EXCERPTED RECORDS: Begin
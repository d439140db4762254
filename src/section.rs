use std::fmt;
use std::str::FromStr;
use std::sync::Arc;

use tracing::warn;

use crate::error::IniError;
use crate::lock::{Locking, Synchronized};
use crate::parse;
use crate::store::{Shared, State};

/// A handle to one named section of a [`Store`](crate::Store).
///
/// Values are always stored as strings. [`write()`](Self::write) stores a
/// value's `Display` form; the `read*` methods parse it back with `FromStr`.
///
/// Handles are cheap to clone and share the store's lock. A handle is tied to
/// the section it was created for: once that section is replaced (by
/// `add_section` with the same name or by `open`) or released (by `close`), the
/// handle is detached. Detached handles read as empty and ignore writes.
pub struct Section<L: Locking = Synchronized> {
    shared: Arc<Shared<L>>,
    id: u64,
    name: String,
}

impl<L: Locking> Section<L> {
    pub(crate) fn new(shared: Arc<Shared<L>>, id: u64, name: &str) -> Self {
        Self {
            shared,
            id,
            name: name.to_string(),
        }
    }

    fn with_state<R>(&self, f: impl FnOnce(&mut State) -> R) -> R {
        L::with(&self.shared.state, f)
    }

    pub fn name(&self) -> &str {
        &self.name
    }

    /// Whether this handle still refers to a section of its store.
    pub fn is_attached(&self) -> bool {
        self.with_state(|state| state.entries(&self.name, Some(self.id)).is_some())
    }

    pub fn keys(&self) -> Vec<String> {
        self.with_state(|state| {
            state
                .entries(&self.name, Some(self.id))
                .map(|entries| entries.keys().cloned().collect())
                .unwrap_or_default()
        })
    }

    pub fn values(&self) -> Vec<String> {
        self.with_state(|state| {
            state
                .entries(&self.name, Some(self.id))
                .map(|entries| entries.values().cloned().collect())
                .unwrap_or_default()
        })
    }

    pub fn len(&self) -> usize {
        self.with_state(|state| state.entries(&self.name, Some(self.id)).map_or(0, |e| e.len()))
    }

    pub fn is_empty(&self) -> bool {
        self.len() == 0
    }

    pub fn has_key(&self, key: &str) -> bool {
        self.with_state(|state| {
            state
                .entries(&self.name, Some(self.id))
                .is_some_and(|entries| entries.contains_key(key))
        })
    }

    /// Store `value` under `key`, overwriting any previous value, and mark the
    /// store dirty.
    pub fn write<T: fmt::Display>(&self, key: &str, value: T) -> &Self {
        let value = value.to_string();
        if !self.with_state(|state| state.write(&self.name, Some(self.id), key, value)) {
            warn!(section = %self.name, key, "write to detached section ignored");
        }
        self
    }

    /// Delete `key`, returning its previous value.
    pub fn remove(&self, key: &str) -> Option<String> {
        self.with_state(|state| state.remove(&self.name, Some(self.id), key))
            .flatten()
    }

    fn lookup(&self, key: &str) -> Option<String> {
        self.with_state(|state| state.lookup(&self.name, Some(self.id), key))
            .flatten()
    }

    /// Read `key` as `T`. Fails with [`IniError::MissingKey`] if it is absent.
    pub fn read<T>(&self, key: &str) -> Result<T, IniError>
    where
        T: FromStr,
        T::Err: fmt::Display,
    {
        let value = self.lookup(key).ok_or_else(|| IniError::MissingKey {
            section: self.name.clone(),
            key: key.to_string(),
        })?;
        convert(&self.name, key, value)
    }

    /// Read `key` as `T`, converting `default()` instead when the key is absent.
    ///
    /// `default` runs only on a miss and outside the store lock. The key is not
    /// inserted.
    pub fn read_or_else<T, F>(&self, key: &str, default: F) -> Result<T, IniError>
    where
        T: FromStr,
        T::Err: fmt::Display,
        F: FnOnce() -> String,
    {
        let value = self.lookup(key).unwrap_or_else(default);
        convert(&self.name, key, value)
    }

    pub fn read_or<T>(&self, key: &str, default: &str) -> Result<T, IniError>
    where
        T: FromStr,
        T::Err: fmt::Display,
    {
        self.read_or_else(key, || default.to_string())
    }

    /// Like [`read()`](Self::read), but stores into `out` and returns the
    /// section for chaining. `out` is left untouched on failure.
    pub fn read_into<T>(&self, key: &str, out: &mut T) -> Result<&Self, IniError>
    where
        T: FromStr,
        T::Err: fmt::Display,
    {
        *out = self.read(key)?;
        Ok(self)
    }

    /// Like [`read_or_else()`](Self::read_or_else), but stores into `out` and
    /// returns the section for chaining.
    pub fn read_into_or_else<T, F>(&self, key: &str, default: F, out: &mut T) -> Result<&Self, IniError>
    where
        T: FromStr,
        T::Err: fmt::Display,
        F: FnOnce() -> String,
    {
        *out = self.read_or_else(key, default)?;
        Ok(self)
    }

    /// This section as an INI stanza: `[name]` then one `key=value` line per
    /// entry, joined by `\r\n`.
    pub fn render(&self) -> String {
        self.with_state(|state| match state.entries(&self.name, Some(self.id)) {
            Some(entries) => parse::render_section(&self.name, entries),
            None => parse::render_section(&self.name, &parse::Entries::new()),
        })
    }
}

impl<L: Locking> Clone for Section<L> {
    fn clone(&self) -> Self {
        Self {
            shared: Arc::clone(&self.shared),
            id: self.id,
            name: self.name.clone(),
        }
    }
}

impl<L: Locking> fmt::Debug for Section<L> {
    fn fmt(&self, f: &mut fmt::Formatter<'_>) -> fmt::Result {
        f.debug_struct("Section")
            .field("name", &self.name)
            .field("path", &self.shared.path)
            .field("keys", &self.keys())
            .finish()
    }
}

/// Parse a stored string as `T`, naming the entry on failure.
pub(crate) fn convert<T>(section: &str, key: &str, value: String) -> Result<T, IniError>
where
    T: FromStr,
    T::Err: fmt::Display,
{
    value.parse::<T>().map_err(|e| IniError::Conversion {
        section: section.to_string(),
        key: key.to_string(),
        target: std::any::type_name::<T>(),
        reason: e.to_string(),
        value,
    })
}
EXCERPTED RECORDS: End
WHAT IS EXPECTED: What lines above hold the word "detached"? List them all.

SOLUTION TO THE EXERCISE:
/// handle is detached. Detached handles read as empty and ignore writes.
            warn!(section = %self.name, key, "write to detached section ignored");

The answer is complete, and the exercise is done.